(Collection entries)
..............................
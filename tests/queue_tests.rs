//! Effect queue integration tests.
//!
//! These tests verify the ordering law of the queue: whatever an entry
//! produces runs after everything already waiting.

use ideology_ccg::{
    process_effects, AwaitingInput, BoundEffect, CardDatabase, CardTemplate, CardType, EffectArgs,
    EffectDescriptor, EffectKind, GameEvent, GameState, Pile, PlayerId, PlayerRef, QueueEntry,
    RulesConfig, TriggerKind, ZonePosition,
};

fn gain(amount: i32) -> EffectDescriptor {
    let mut args = EffectArgs::new().with_amount(amount);
    args.player_id = Some(PlayerRef::Owner);
    EffectDescriptor::new(EffectKind::ModifyScale, args)
}

fn set(amount: i32, player: PlayerId) -> QueueEntry {
    BoundEffect::new(EffectKind::SetScale, EffectArgs::new().with_player(player).with_amount(amount))
        .into()
}

/// A card that raises its owner's scale when drawn and at the end of their turn.
fn state() -> GameState {
    let db = CardDatabase::from_templates([
        CardTemplate::new("農場", CardType::Wealth).with_durability(2),
        CardTemplate::new("福袋", CardType::Event)
            .with_trigger(TriggerKind::CardDrawnThis, [gain(10)])
            .with_trigger(TriggerKind::EndTurnOwner, [gain(100)]),
    ])
    .unwrap();
    GameState::new(db, RulesConfig::default())
}

// =============================================================================
// Ordering
// =============================================================================

/// Reactions to an effect run after entries queued before them.
#[test]
fn test_reactions_append_to_tail() {
    let mut state = state();
    let bag = state.create_instance("福袋", PlayerId::FIRST).unwrap();
    state.insert_into_pile(bag, PlayerId::FIRST, Pile::Deck, ZonePosition::Top);

    let draw = BoundEffect::new(EffectKind::DrawCard, EffectArgs::new().with_player(PlayerId::FIRST));
    state.queue.push_back(draw.into());
    state.queue.push_back(set(1, PlayerId::FIRST));

    let state = process_effects(state);

    // Draw, then set to 1, then the drawn card's +10.
    assert_eq!(state.player(PlayerId::FIRST).scale, 11);
    assert_eq!(state.locate(bag), Some((PlayerId::FIRST, Pile::Hand)));
}

/// A queued event is broadcast only when it reaches the front.
#[test]
fn test_queued_event_waits_its_turn() {
    let mut state = state();
    let bag = state.create_instance("福袋", PlayerId::FIRST).unwrap();
    state.insert_into_pile(bag, PlayerId::FIRST, Pile::Resolving, ZonePosition::Bottom);

    state.queue.push_back(set(5, PlayerId::FIRST));
    state
        .queue
        .push_back(GameEvent::turn(TriggerKind::EndTurnOwner, PlayerId::FIRST).into());
    state.queue.push_back(set(2, PlayerId::FIRST));

    let state = process_effects(state);

    // 5, then the event's reaction is queued behind the second set.
    assert_eq!(state.player(PlayerId::FIRST).scale, 102);
}

// =============================================================================
// Idempotence
// =============================================================================

#[test]
fn test_processing_drained_queue_changes_nothing() {
    let mut state = state();
    state.queue.push_back(set(4, PlayerId::SECOND));

    let once = process_effects(state);
    let log = once.log.len();
    let twice = process_effects(once.clone());

    assert_eq!(twice.player(PlayerId::SECOND).scale, 4);
    assert_eq!(twice.log.len(), log);
    assert!(twice.queue.is_empty());
}

/// A pending choice freezes the queue; processing leaves everything as is.
#[test]
fn test_pending_input_freezes_queue() {
    let mut state = state();
    let resume = BoundEffect::new(EffectKind::SetScale, EffectArgs::new().with_player(PlayerId::FIRST));
    state.awaiting_input = Some(AwaitingInput::number(PlayerId::FIRST, 0, 3, resume));
    state.queue.push_back(set(9, PlayerId::FIRST));
    let before = serde_json::to_value(&state).unwrap();

    let state = process_effects(state);

    assert_eq!(serde_json::to_value(&state).unwrap(), before);
    assert_eq!(state.queue.len(), 1);
}

#[test]
fn test_failed_effect_does_not_stop_queue() {
    let mut state = state();
    let orphan = BoundEffect::new(EffectKind::MoveCard, EffectArgs::new().with_destination(Pile::Hand));
    state.queue.push_back(orphan.into());
    state.queue.push_back(set(3, PlayerId::FIRST));

    let state = process_effects(state);

    assert_eq!(state.player(PlayerId::FIRST).scale, 3);
}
..............................
**ASSIGNMENT:** Find "RulesConfig" in the preceding records. Copy each line that holds it.

**EXERCISE RESULT:**
    RulesConfig, TriggerKind, ZonePosition,
    GameState::new(db, RulesConfig::default())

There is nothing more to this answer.